Exercise details:
Look through the entries below. Report each line that has the word "data" in it.

Saved entries:
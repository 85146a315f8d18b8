use std::collections::{BTreeMap, BTreeSet, HashMap};
use tracing::{debug, warn};

use crate::algorithms::dijkstra::shortest_paths;
use crate::packet::{LinkStateAdvertisement, Packet};
use crate::router::engine::RoutingEngine;
use crate::routing_table::{RouteEntry, RoutingTable};
use crate::{Cost, NodeId};

/// Link-state routing: every node floods its neighbor cost table to the
/// whole network, then independently runs Dijkstra over the assembled
/// topology.
///
/// The entry for this node is self-authoritative: it is rewritten from the
/// local cost snapshot every cycle and flooded data can never overwrite it.
pub struct LinkStateEngine {
    node: NodeId,
    sequence: u64,
    /// origin → that origin's advertised neighbor cost table.
    topology: HashMap<NodeId, BTreeMap<NodeId, Cost>>,
    /// Highest flood sequence absorbed per origin, so one flood instance is
    /// processed at most once even when copies arrive over several paths.
    seen: HashMap<NodeId, u64>,
    table: RoutingTable,
}

impl LinkStateEngine {
    pub fn new(node: NodeId) -> Self {
        Self {
            node,
            sequence: 0,
            topology: HashMap::new(),
            seen: HashMap::new(),
            table: RoutingTable::for_node(node),
        }
    }

    /// Flood sequence last absorbed from an origin, if any.
    pub fn seen_sequence(&self, origin: NodeId) -> Option<u64> {
        self.seen.get(&origin).copied()
    }

    /// Re-send an advertisement on every link whose neighbor has not seen
    /// it yet. The visited set only grows, so every flood terminates.
    fn flood(adv: &LinkStateAdvertisement, links: &[NodeId]) -> Vec<(usize, Packet)> {
        links
            .iter()
            .enumerate()
            .filter(|(_, neighbor)| !adv.visited.contains(neighbor))
            .map(|(link, _)| (link, Packet::LinkState(adv.clone())))
            .collect()
    }

    /// Rebuild the routing table from the assembled topology. If some node
    /// on a shortest path has not advertised yet, keep the previous table
    /// and retry on a later cycle.
    fn recompute(&mut self) {
        match shortest_paths(&self.topology, self.node) {
            Some(paths) => {
                let mut table = RoutingTable::for_node(self.node);
                for (dest, path) in paths {
                    table.insert(
                        dest,
                        RouteEntry {
                            next_hop: path.first_hop,
                            metric: path.cost,
                        },
                    );
                }
                debug!(node = self.node, routes = table.len(), "link-state table recomputed");
                self.table = table;
            }
            None => {
                debug!(
                    node = self.node,
                    "topology not fully learned yet, keeping previous routing table"
                );
            }
        }
    }
}

impl RoutingEngine for LinkStateEngine {
    fn name(&self) -> &'static str {
        "link-state"
    }

    fn run_cycle(
        &mut self,
        costs: &HashMap<NodeId, Cost>,
        links: &[NodeId],
    ) -> Vec<(usize, Packet)> {
        let own: BTreeMap<NodeId, Cost> = costs.iter().map(|(&n, &c)| (n, c)).collect();
        self.topology.insert(self.node, own.clone());
        self.recompute();

        self.sequence += 1;
        let adv = LinkStateAdvertisement {
            origin: self.node,
            sequence: self.sequence,
            costs: own,
            visited: BTreeSet::from([self.node]),
        };
        Self::flood(&adv, links)
    }

    fn handle_control(&mut self, packet: Packet, links: &[NodeId]) -> Vec<(usize, Packet)> {
        match packet {
            Packet::LinkState(mut adv) => {
                if adv.origin == self.node {
                    debug!(node = self.node, "own advertisement came back, dropping");
                    return Vec::new();
                }
                if self
                    .seen
                    .get(&adv.origin)
                    .map_or(false, |&last| adv.sequence <= last)
                {
                    debug!(
                        node = self.node,
                        origin = adv.origin,
                        sequence = adv.sequence,
                        "flood instance already absorbed"
                    );
                    return Vec::new();
                }

                self.seen.insert(adv.origin, adv.sequence);
                self.topology.insert(adv.origin, adv.costs.clone());
                self.recompute();

                adv.visited.insert(self.node);
                Self::flood(&adv, links)
            }
            other => {
                warn!(
                    node = self.node,
                    kind = other.kind(),
                    "link-state engine dropping unrecognized packet"
                );
                Vec::new()
            }
        }
    }

    fn routing_table(&self) -> &RoutingTable {
        &self.table
    }
}

#[cfg(test)]
mod tests {
    use super::*;

    /// Drive one flood instance across an arbitrary topology, delivering
    /// packets until none remain, and return how many times each node
    /// absorbed it.
    fn run_flood(adjacency: &HashMap<NodeId, Vec<NodeId>>, origin: NodeId) -> HashMap<NodeId, u32> {
        let mut engines: HashMap<NodeId, LinkStateEngine> = adjacency
            .keys()
            .map(|&n| (n, LinkStateEngine::new(n)))
            .collect();
        let mut absorbed: HashMap<NodeId, u32> = HashMap::new();

        let costs: HashMap<NodeId, Cost> =
            adjacency[&origin].iter().map(|&n| (n, 1)).collect();
        let links = adjacency[&origin].clone();
        let mut queue: Vec<(NodeId, Packet)> = engines
            .get_mut(&origin)
            .unwrap()
            .run_cycle(&costs, &links)
            .into_iter()
            .map(|(link, packet)| (links[link], packet))
            .collect();

        let mut deliveries = 0;
        while let Some((to, packet)) = queue.pop() {
            deliveries += 1;
            assert!(deliveries < 1000, "flood failed to terminate");

            let engine = engines.get_mut(&to).unwrap();
            let before = engine.seen_sequence(origin);
            let out_links = adjacency[&to].clone();
            let out = engine.handle_control(packet, &out_links);
            if engine.seen_sequence(origin) != before {
                *absorbed.entry(to).or_default() += 1;
            }
            for (link, packet) in out {
                queue.push((out_links[link], packet));
            }
        }
        absorbed
    }

    #[test]
    fn flood_reaches_every_node_exactly_once_on_a_ring() {
        // 1-2-3-4-1: copies race around both sides of the ring, but each
        // node absorbs the instance once.
        let adjacency = HashMap::from([
            (1, vec![2, 4]),
            (2, vec![1, 3]),
            (3, vec![2, 4]),
            (4, vec![3, 1]),
        ]);
        let absorbed = run_flood(&adjacency, 1);
        assert_eq!(absorbed, HashMap::from([(2, 1), (3, 1), (4, 1)]));
    }

    #[test]
    fn flood_covers_a_line_without_echoes() {
        let adjacency = HashMap::from([
            (1, vec![2]),
            (2, vec![1, 3]),
            (3, vec![2, 4]),
            (4, vec![3]),
        ]);
        let absorbed = run_flood(&adjacency, 1);
        assert_eq!(absorbed, HashMap::from([(2, 1), (3, 1), (4, 1)]));
    }

    #[test]
    fn own_entry_is_never_overwritten_by_flooding() {
        let mut engine = LinkStateEngine::new(1);
        engine.run_cycle(&HashMap::from([(2, 7)]), &[2]);

        // A forged advertisement claiming to be node 1 comes back around.
        let out = engine.handle_control(
            Packet::LinkState(LinkStateAdvertisement {
                origin: 1,
                sequence: 99,
                costs: BTreeMap::from([(2, 0)]),
                visited: BTreeSet::from([1, 2]),
            }),
            &[2],
        );
        assert!(out.is_empty());
        assert_eq!(engine.topology[&1], BTreeMap::from([(2, 7)]));
    }

    #[test]
    fn incomplete_topology_keeps_the_previous_table() {
        let mut engine = LinkStateEngine::new(1);
        engine.run_cycle(&HashMap::from([(2, 1)]), &[2]);
        // Node 2 has not advertised: Dijkstra bails, table still self-only.
        assert_eq!(engine.routing_table().len(), 1);

        // Node 2's advertisement arrives; the next receipt recomputes.
        engine.handle_control(
            Packet::LinkState(LinkStateAdvertisement {
                origin: 2,
                sequence: 1,
                costs: BTreeMap::from([(1, 1)]),
                visited: BTreeSet::from([2]),
            }),
            &[2],
        );
        let entry = engine.routing_table().get(2).unwrap();
        assert_eq!(entry.next_hop, Some(2));
        assert_eq!(entry.metric, 1);
    }

    #[test]
    fn routes_follow_the_cheaper_side_of_a_ring() {
        let mut engine = LinkStateEngine::new(1);
        let absorb = |engine: &mut LinkStateEngine, origin: NodeId, costs: &[(NodeId, Cost)]| {
            engine.handle_control(
                Packet::LinkState(LinkStateAdvertisement {
                    origin,
                    sequence: 1,
                    costs: costs.iter().copied().collect(),
                    visited: BTreeSet::from([origin]),
                }),
                &[2, 4],
            );
        };
        absorb(&mut engine, 2, &[(1, 1), (3, 1)]);
        absorb(&mut engine, 3, &[(2, 1), (4, 1)]);
        absorb(&mut engine, 4, &[(3, 1), (1, 10)]);
        engine.run_cycle(&HashMap::from([(2, 1), (4, 10)]), &[2, 4]);

        let entry = engine.routing_table().get(4).unwrap();
        assert_eq!(entry.next_hop, Some(2));
        assert_eq!(entry.metric, 3);
    }
}
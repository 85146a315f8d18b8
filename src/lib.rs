pub mod algorithms;
pub mod config;
pub mod network;
pub mod packet;
pub mod router;
pub mod routing_table;

/// Router identifier (the "nsap" of a node). Real nodes are numbered from 1;
/// 0 is reserved as the broadcast sentinel for flooded control packets.
pub type NodeId = u32;

/// Wildcard destination carried by flooded control packets.
pub const BROADCAST: NodeId = 0;

/// Link cost in milliseconds, as measured by the link probe.
pub type Cost = u64;

/// Hops a freshly originated data packet may take before being discarded.
pub const DEFAULT_HOP_BUDGET: i32 = 5;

Result of this exercise:
/// local cost snapshot every cycle and flooded data can never overwrite it.
/// Hops a freshly originated data packet may take before being discarded.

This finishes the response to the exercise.